◆ **WHAT IS REQUIRED**
Find every line below where the string "sleep" shows up, and copy those lines.

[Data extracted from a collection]
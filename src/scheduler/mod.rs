//! # Scheduler Module
//!
//! The capture loop: one tick at a time, each tick gated on resource
//! pressure and spacing, followed by an interruptible backoff sleep.
//!
//! ```text
//! tick ─▶ gate ─▶ capture ─▶ fit ─▶ persist ─▶ send ─▶ streak ─▶ delay ─▶ sleep
//!          │                                                              │
//!          └─ skip ──────────────────────────────────────────────────────▶┘
//! ```

pub mod attempt;
pub mod backoff;
pub mod scheduler;

pub use attempt::{
    AttemptOutcome, CaptureAttempt, FailureKind, FailureStreak, LoopLifecycle, RunSummary,
    SkipReason, StopReason, TickPhase,
};
pub use backoff::{DelayPolicy, MAX_BACKOFF_MULTIPLIER, backoff_multiplier, compute_delay};
pub use scheduler::{CaptureScheduler, CaptureSchedulerBuilder};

◆ **YOUR RESPONSE**
//! pressure and spacing, followed by an interruptible backoff sleep.
//! tick ─▶ gate ─▶ capture ─▶ fit ─▶ persist ─▶ send ─▶ streak ─▶ delay ─▶ sleep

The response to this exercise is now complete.